Film critic Roger Ebert passed away today in Chicago after a decade-long battle with cancer. Ebert wrote for the Chicago Sun-Times for 46 years, celebrating his anniversary at the paper with his last column on Tuesday. He also reviewed movies on TV for 31 years, most notably with fellow critic Gene Siskel.
The same year Ebert won the Pulitzer — 1975 — he also launched a new kind of television program: “Opening Soon at a Theater Near You” with Chicago Tribune movie critic Gene Siskel on WTTW-Channel 11. At first it ran monthly.
The combination worked. The trim, balding Siskel, perfectly balanced the bespectacled, portly Ebert. In 1978, the show, retitled “Sneak Previews,” moved to PBS for national distribution, and the duo was on their way to becoming a fixture in American culture.

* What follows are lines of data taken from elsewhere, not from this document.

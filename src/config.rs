//! Configuration management for the console client
//!
//! Everything has a sensible default; the only environment override is the
//! API base URL (`MARITIME_API_URL`, also read from a `.env` file).

use crate::{Error, Result};
use serde::Deserialize;
use std::time::Duration;
use url::Url;

/// Environment variable overriding the API base URL
pub const BASE_URL_ENV: &str = "MARITIME_API_URL";

/// Default API base URL
pub const DEFAULT_BASE_URL: &str = "http://localhost:8000/api";

/// Default timeout for ordinary calls
pub const DEFAULT_TIMEOUT: Duration = Duration::from_secs(30);

/// Timeout for calls that may involve heavy remote processing (agent queries)
pub const EXTENDED_TIMEOUT: Duration = Duration::from_secs(60);

/// Log output format
#[derive(Debug, Clone, Copy, PartialEq, Eq, Default, Deserialize)]
#[serde(rename_all = "lowercase")]
pub enum LogFormat {
    /// Human-readable output
    #[default]
    Pretty,
    /// One JSON object per line
    Json,
}

impl std::str::FromStr for LogFormat {
    type Err = Error;

    fn from_str(s: &str) -> Result<Self> {
        match s.to_lowercase().as_str() {
            "pretty" | "text" => Ok(LogFormat::Pretty),
            "json" => Ok(LogFormat::Json),
            _ => Err(Error::Config(format!(
                "Invalid log format: {}. Valid options: pretty, json",
                s
            ))),
        }
    }
}

/// Logging configuration
#[derive(Debug, Clone, Deserialize)]
#[serde(default)]
pub struct LogConfig {
    /// Log level filter, used when `RUST_LOG` is unset
    pub level: String,
    /// Log format
    pub format: LogFormat,
}

impl Default for LogConfig {
    fn default() -> Self {
        LogConfig {
            level: "info,maritime_console=debug".to_string(),
            format: LogFormat::Pretty,
        }
    }
}

/// Client configuration
#[derive(Debug, Clone, Deserialize)]
#[serde(default)]
pub struct ClientConfig {
    /// API base URL, e.g. `http://localhost:8000/api`
    pub base_url: String,
    /// Explicit health probe URL; derived from `base_url` when unset
    pub health_url: Option<String>,
    /// Timeout for ordinary calls
    #[serde(with = "humantime_serde")]
    pub default_timeout: Duration,
    /// Timeout for agent queries
    #[serde(with = "humantime_serde")]
    pub extended_timeout: Duration,
    /// Logging settings
    pub log: LogConfig,
}

impl Default for ClientConfig {
    fn default() -> Self {
        ClientConfig {
            base_url: DEFAULT_BASE_URL.to_string(),
            health_url: None,
            default_timeout: DEFAULT_TIMEOUT,
            extended_timeout: EXTENDED_TIMEOUT,
            log: LogConfig::default(),
        }
    }
}

impl ClientConfig {
    /// Create a config for the given base URL, all other settings default
    pub fn new(base_url: impl Into<String>) -> Self {
        ClientConfig {
            base_url: base_url.into(),
            ..Default::default()
        }
    }

    /// Load configuration from the environment
    pub fn from_env() -> Result<Self> {
        // Load .env file if it exists
        dotenvy::dotenv().ok();

        let mut config = ClientConfig::default();
        if let Ok(url) = std::env::var(BASE_URL_ENV) {
            if !url.trim().is_empty() {
                config.base_url = url.trim().to_string();
            }
        }
        config.validate()?;
        Ok(config)
    }

    /// Set the default timeout
    pub fn with_default_timeout(mut self, timeout: Duration) -> Self {
        self.default_timeout = timeout;
        self
    }

    /// Set the extended (agent query) timeout
    pub fn with_extended_timeout(mut self, timeout: Duration) -> Self {
        self.extended_timeout = timeout;
        self
    }

    /// Set an explicit health probe URL
    pub fn with_health_url(mut self, url: impl Into<String>) -> Self {
        self.health_url = Some(url.into());
        self
    }

    /// Base URL without a trailing slash
    pub fn api_base(&self) -> &str {
        self.base_url.trim_end_matches('/')
    }

    /// Service root: the base URL with a trailing `/api` segment removed
    pub fn service_root(&self) -> &str {
        let base = self.api_base();
        base.strip_suffix("/api").unwrap_or(base)
    }

    /// URL probed by the connection test
    pub fn health_probe_url(&self) -> String {
        match self.health_url {
            Some(ref url) => url.clone(),
            None => format!("{}/health", self.service_root()),
        }
    }

    /// Validate URLs and timeouts
    pub fn validate(&self) -> Result<()> {
        check_url("base_url", self.api_base())?;
        check_url("health_url", &self.health_probe_url())?;
        if self.default_timeout.is_zero() {
            return Err(Error::Config("default_timeout must be greater than zero".to_string()));
        }
        if self.extended_timeout.is_zero() {
            return Err(Error::Config("extended_timeout must be greater than zero".to_string()));
        }
        Ok(())
    }
}

fn check_url(field: &str, raw: &str) -> Result<()> {
    let url = Url::parse(raw)
        .map_err(|e| Error::Config(format!("Invalid {} '{}': {}", field, raw, e)))?;
    match url.scheme() {
        "http" | "https" => Ok(()),
        other => Err(Error::Config(format!(
            "Invalid {} '{}': unsupported scheme {}",
            field, raw, other
        ))),
    }
}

“Tall and thin, short and fat. Laurel and Hardy,” Ebert once wrote. “We were parodied on ‘SNL’ and by Bob Hope and Danny Thomas and, the ultimate honor, in the pages of Mad magazine.”

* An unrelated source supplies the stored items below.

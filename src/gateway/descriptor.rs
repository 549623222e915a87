//! Request descriptors: the fully specified, immutable description of one call

use crate::error::{Error, Result};
use reqwest::multipart::{Form, Part};
use serde::Serialize;
use serde_json::{json, Map, Value};
use std::path::Path;

/// HTTP method used by the catalog
#[derive(Debug, Clone, Copy, PartialEq, Eq, Hash, Serialize)]
#[serde(rename_all = "UPPERCASE")]
pub enum Method {
    Get,
    Post,
}

impl Method {
    pub(crate) fn as_reqwest(self) -> reqwest::Method {
        match self {
            Method::Get => reqwest::Method::GET,
            Method::Post => reqwest::Method::POST,
        }
    }
}

impl std::fmt::Display for Method {
    fn fmt(&self, f: &mut std::fmt::Formatter<'_>) -> std::fmt::Result {
        match self {
            Method::Get => write!(f, "GET"),
            Method::Post => write!(f, "POST"),
        }
    }
}

/// Which root a descriptor's path is resolved against
#[derive(Debug, Clone, Copy, PartialEq, Eq, Hash)]
pub enum Target {
    /// The API-prefixed base URL (`.../api`)
    Api,
    /// The health probe URL on the service root; the path is ignored
    HealthProbe,
}

/// How the gateway should treat the response
#[derive(Debug, Clone, Copy, PartialEq, Eq, Hash)]
pub enum ResponseMode {
    /// Decode a JSON payload; non-2xx is a remote error
    Json,
    /// Only report whether the service answered with 2xx; any body is accepted
    Reachability,
}

/// Timeout budget of a call, resolved against the gateway configuration
#[derive(Debug, Clone, Copy, PartialEq, Eq, Hash, Default)]
pub enum TimeoutBudget {
    /// The configured default timeout (30s unless configured)
    #[default]
    Default,
    /// The extended timeout for heavy remote processing (60s unless configured)
    Extended,
}

/// A file to upload in a multipart form
#[derive(Clone, PartialEq, Eq)]
pub struct FileAttachment {
    file_name: String,
    mime_type: Option<String>,
    bytes: Vec<u8>,
}

impl FileAttachment {
    /// Create an attachment from in-memory bytes
    pub fn new(file_name: impl Into<String>, bytes: impl Into<Vec<u8>>) -> Self {
        FileAttachment {
            file_name: file_name.into(),
            mime_type: None,
            bytes: bytes.into(),
        }
    }

    /// Set the MIME type sent with the file part
    pub fn with_mime_type(mut self, mime_type: impl Into<String>) -> Self {
        self.mime_type = Some(mime_type.into());
        self
    }

    /// Read an attachment from disk
    pub async fn from_path(path: impl AsRef<Path>) -> Result<Self> {
        let path = path.as_ref();
        let file_name = path
            .file_name()
            .and_then(|n| n.to_str())
            .ok_or_else(|| {
                Error::InvalidInput(format!("Path has no file name: {}", path.display()))
            })?
            .to_string();
        let bytes = tokio::fs::read(path).await?;
        Ok(FileAttachment::new(file_name, bytes))
    }

    pub fn file_name(&self) -> &str {
        &self.file_name
    }

    pub fn mime_type(&self) -> Option<&str> {
        self.mime_type.as_deref()
    }

    pub fn bytes(&self) -> &[u8] {
        &self.bytes
    }

    pub fn size(&self) -> usize {
        self.bytes.len()
    }

    /// Name, size and MIME type, without the content
    pub fn meta(&self) -> AttachmentMeta {
        AttachmentMeta {
            file_name: self.file_name.clone(),
            size: self.bytes.len(),
            mime_type: self.mime_type.clone(),
        }
    }

    fn to_part(&self) -> Result<Part> {
        let part = Part::bytes(self.bytes.clone()).file_name(self.file_name.clone());
        match self.mime_type {
            Some(ref mime) => part
                .mime_str(mime)
                .map_err(|e| Error::InvalidInput(format!("Invalid MIME type '{}': {}", mime, e))),
            None => Ok(part),
        }
    }
}

// File contents are left out so request logging stays readable.
impl std::fmt::Debug for FileAttachment {
    fn fmt(&self, f: &mut std::fmt::Formatter<'_>) -> std::fmt::Result {
        f.debug_struct("FileAttachment")
            .field("file_name", &self.file_name)
            .field("mime_type", &self.mime_type)
            .field("size", &self.bytes.len())
            .finish()
    }
}

/// Attachment metadata recorded in logs and diagnostics
#[derive(Debug, Clone, PartialEq, Eq, Serialize, serde::Deserialize)]
pub struct AttachmentMeta {
    pub file_name: String,
    pub size: usize,
    #[serde(skip_serializing_if = "Option::is_none")]
    pub mime_type: Option<String>,
}

/// Value of one multipart field
#[derive(Debug, Clone, PartialEq, Eq)]
pub enum FormValue {
    Text(String),
    File(FileAttachment),
}

/// One named multipart field
#[derive(Debug, Clone, PartialEq, Eq)]
pub struct FormField {
    pub name: &'static str,
    pub value: FormValue,
}

/// Request payload
#[derive(Debug, Clone, PartialEq)]
pub enum RequestBody {
    Empty,
    Json(Value),
    Multipart(Vec<FormField>),
}

impl RequestBody {
    /// Diagnostic view of the body: JSON as-is, multipart as field name to text or file metadata
    pub fn summary(&self) -> Value {
        match self {
            RequestBody::Empty => Value::Null,
            RequestBody::Json(value) => value.clone(),
            RequestBody::Multipart(fields) => {
                let mut map = Map::new();
                for field in fields {
                    let value = match field.value {
                        FormValue::Text(ref text) => Value::String(text.clone()),
                        FormValue::File(ref file) => json!(file.meta()),
                    };
                    map.insert(field.name.to_string(), value);
                }
                Value::Object(map)
            }
        }
    }

    /// Look up a multipart field by name
    pub fn field(&self, name: &str) -> Option<&FormValue> {
        match self {
            RequestBody::Multipart(fields) => fields
                .iter()
                .find(|f| f.name == name)
                .map(|f| &f.value),
            _ => None,
        }
    }

    pub(crate) fn to_form(&self) -> Result<Option<Form>> {
        let RequestBody::Multipart(fields) = self else {
            return Ok(None);
        };
        let mut form = Form::new();
        for field in fields {
            form = match field.value {
                FormValue::Text(ref text) => form.text(field.name, text.clone()),
                FormValue::File(ref file) => form.part(field.name, file.to_part()?),
            };
        }
        Ok(Some(form))
    }
}

/// Immutable description of one outbound call.
///
/// Only the operation catalog constructs these.
#[derive(Debug, Clone, PartialEq)]
pub struct RequestDescriptor {
    operation: &'static str,
    method: Method,
    target: Target,
    path_template: &'static str,
    path_params: Vec<(&'static str, String)>,
    body: RequestBody,
    timeout: TimeoutBudget,
    response: ResponseMode,
}

impl RequestDescriptor {
    pub(crate) fn new(operation: &'static str, method: Method, path_template: &'static str) -> Self {
        RequestDescriptor {
            operation,
            method,
            target: Target::Api,
            path_template,
            path_params: Vec::new(),
            body: RequestBody::Empty,
            timeout: TimeoutBudget::Default,
            response: ResponseMode::Json,
        }
    }

    pub(crate) fn health_probe(operation: &'static str) -> Self {
        RequestDescriptor {
            target: Target::HealthProbe,
            response: ResponseMode::Reachability,
            ..RequestDescriptor::new(operation, Method::Get, "/health")
        }
    }

    pub(crate) fn param(mut self, name: &'static str, value: impl ToString) -> Self {
        self.path_params.push((name, value.to_string()));
        self
    }

    pub(crate) fn body(mut self, body: RequestBody) -> Self {
        self.body = body;
        self
    }

    pub(crate) fn extended_timeout(mut self) -> Self {
        self.timeout = TimeoutBudget::Extended;
        self
    }

    /// Catalog name of the operation that built this descriptor
    pub fn operation(&self) -> &'static str {
        self.operation
    }

    pub fn method(&self) -> Method {
        self.method
    }

    pub fn target(&self) -> Target {
        self.target
    }

    pub fn path_template(&self) -> &'static str {
        self.path_template
    }

    pub fn path_params(&self) -> &[(&'static str, String)] {
        &self.path_params
    }

    pub fn request_body(&self) -> &RequestBody {
        &self.body
    }

    /// Timeout budget for this call
    pub fn timeout_budget(&self) -> TimeoutBudget {
        self.timeout
    }

    pub fn response_mode(&self) -> ResponseMode {
        self.response
    }

    /// Path with every `{name}` placeholder replaced by its value, percent-encoded as one segment
    pub fn path(&self) -> String {
        let mut path = self.path_template.to_string();
        for (name, value) in &self.path_params {
            path = path.replace(&format!("{{{}}}", name), &urlencoding::encode(value));
        }
        path
    }
}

His colleagues admired him as a workhorse. Ebert reviewed as many as 306 movies a year, after he grew ill scheduling his cancer surgeries around the release of important pictures. He eagerly contributed to other sections of the papers — interviews with and obituaries of movie stars, even political columns on issues he cared strongly about on the editorial pages.
Ebert wrote 17 books and one movie (Beyond the Valley of the Dolls). In 2006, his lower jaw was removed, leaving him unable to speak or eat, but he kept writing for the newspaper and online. Ebert was 70. Link
(Image credit: Eileen Ryan)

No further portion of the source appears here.